"""

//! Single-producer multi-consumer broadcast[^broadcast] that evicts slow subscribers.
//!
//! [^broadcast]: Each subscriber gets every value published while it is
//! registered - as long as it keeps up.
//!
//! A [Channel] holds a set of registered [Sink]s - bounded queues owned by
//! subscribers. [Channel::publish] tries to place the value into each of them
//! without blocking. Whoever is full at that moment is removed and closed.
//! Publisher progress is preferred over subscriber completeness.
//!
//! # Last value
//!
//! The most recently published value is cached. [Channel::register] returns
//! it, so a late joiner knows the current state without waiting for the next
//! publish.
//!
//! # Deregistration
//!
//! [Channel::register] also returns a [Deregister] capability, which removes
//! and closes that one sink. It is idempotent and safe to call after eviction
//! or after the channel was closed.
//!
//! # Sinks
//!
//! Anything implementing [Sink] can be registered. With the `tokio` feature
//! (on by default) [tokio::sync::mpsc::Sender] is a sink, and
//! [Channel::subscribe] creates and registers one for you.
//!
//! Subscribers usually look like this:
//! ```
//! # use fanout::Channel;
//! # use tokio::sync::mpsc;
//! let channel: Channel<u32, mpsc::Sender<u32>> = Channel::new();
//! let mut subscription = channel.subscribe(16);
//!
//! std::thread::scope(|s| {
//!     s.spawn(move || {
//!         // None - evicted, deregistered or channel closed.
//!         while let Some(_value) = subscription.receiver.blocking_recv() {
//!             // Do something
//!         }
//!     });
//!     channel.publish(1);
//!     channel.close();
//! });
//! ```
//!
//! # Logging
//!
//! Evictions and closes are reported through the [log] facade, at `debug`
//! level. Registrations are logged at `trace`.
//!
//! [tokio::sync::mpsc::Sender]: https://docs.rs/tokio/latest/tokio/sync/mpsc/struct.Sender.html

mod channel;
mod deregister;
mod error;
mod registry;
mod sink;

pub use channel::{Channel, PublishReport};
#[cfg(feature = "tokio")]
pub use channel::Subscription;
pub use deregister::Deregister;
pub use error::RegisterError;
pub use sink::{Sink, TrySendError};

"""
"""

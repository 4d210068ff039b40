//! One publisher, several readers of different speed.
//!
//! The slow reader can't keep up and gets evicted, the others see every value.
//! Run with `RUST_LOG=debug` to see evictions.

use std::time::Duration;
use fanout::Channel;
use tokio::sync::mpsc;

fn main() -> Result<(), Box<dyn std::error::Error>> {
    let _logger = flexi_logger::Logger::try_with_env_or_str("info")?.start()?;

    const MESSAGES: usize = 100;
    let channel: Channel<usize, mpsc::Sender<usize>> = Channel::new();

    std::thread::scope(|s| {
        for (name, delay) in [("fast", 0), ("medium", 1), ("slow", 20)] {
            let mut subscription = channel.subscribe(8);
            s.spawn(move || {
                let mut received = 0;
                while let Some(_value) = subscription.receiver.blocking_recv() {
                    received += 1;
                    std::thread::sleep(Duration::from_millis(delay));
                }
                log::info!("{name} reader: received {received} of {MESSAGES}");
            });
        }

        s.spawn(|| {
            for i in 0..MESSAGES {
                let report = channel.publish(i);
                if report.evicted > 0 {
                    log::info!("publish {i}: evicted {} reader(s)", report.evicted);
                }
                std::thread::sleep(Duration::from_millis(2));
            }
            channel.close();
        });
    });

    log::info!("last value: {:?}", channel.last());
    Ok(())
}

"""

Action item: Above are the records; repeat exactly the lines from the one holding "evicts slow subscribers." down to the one holding "each of them", end lines included.

Answer to this exercise:
//! Single-producer multi-consumer broadcast[^broadcast] that evicts slow subscribers.
//!
//! [^broadcast]: Each subscriber gets every value published while it is
//! registered - as long as it keeps up.
//!
//! A [Channel] holds a set of registered [Sink]s - bounded queues owned by
//! subscribers. [Channel::publish] tries to place the value into each of them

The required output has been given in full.